From Magnolia Table, Volume 2 by Joanna Gaines. Copyright © 2020 by Joanna Gaines. Reprinted by permission of William Morrow, an imprint of HarperCollins Publishers.
Garlic Knots Recipe
These are classic garlic rolls that I shape into a knot for a more elevated dish. It’s a fun baking process to include the kids in—they love to help form the dough into knots (some take more creative liberty than others) and watch how they rise in the oven. I typically serve these with pasta—I just love the way the garlic flavors meld with a creamy sauce.
- Dough: ¾ cup warm water (95° to 110°F)
- 1 teaspoon sugar
- One ¼-ounce packet active dry yeast
- 2¼ cups bread flour, plus more for the work surface
- 1 teaspoon kosher salt
- 2 tablespoons olive oil, plus more for oiling the bow
- Garlic Topping: 5 tablespoons unsalted butter
- 4 garlic cloves, minced
- 2 tablespoons minced fresh parsley
- 1 teaspoon flaky sea salt, such as Maldon
- To make the dough: In a small bowl, combine the warm water, sugar, and yeast.
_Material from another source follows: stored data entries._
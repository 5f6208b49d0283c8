//! # SwarmOracle Consensus Engine
//!
//! The scoring core of the SwarmOracle collective-intelligence service. One
//! engine call takes a question through the full pipeline:
//!
//! 1. **Evidence load** — a single read-consistent snapshot of the question,
//!    its answers with authoring agents, stakes, and debate rounds.
//! 2. **Weight calculation** — four independent signal vectors computed
//!    concurrently: semantic similarity (batched embeddings with a lexical
//!    fallback), reputation, stake share, and debate-critique impact.
//! 3. **Voting** — a deterministic selector picks one of three algorithms
//!    (reputation-weighted agreement, delegated proof of reputation, or the
//!    hybrid blend) and produces a ranked outcome.
//! 4. **Commit** — ranked weights, answer updates, a conditional question
//!    status advance, and an append-only audit row land in one transaction;
//!    the `consensus:calculated` event is published strictly afterwards.
//!
//! Failures map onto a five-kind taxonomy (validation, transient, logic,
//! conflict, cancelled); retry eligibility is a pure function of the kind.
//! The store, embedding provider, event bus, and clock are all
//! constructor-injected ports, so the engine runs unmodified over in-memory
//! doubles in tests.

pub mod algorithms;
mod clock;
mod engine;
mod error;
mod finalize;
mod loader;
#[cfg(test)]
pub(crate) mod testutil;
mod types;
pub mod weights;

pub use clock::{Clock, SystemClock};
pub use engine::{ConsensusConfig, ConsensusEngine, SettlementConfig};
pub use error::{ConsensusError, ErrorKind};
pub use finalize::finalize;
pub use loader::load_snapshot;
pub use types::{
    AlgorithmKind, AlgorithmResult, ConsensusRequest, RankedAnswer, SimilarityMatrix,
    SimilarityOutcome, WeightVectors,
};
pub use weights::SemanticOptions;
Let sit for about 5 minutes, until the sugar and yeast are dissolved.
- In a stand mixer fitted with the dough hook, combine the bread flour and salt. Add the yeast mixture and 1 tablespoon of the olive oil and mix on medium-low speed for about 5 minutes, until the dough is a little sticky but pulls away from the bowl.
- Shape the dough into a ball. Place in a bowl well coated with olive oil and cover with plastic wrap. Let rise in a warm spot until doubled in size, 1 hour 30 minutes to 1 hour 50 minutes (or refrigerate overnight for a slow rise).
- Line two baking sheets with parchment paper.
- Uncover the bowl and punch down the dough to release the air. On a surface sprinkled with flour, divide the dough into quarters. Work with one portion at a time, covering the remaining portions with plastic wrap or a damp towel. Divide each portion into quarters and roll each until 6 to 7 inches long. Tie into a knot and place on the prepared pans. Repeat to make 16 total knots, leaving 2 inches between the knots.
- Brush the knots with the remaining 1 tablespoon olive oil and cover with plastic wrap or a damp towel. Let rise until doubled in size, about 1 hour.
- Meanwhile, preheat the oven to 400°F.
- Transfer the pans to the oven and bake until the knots are golden brown on the top, 12 to 15 minutes.
- Meanwhile, to make the garlic topping: in a small saucepan, melt the butter. Add the garlic and swirl until fragrant, then remove from the heat. Add the parsley and stir to combine. As soon as the knots come out of the oven, brush the tops with the garlic butter. Sprinkle with the sea salt and serve warm.
- Store in a zip-top bag or airtight container at room temperature for up to 3 days.
Header image by Amy Neunsinger.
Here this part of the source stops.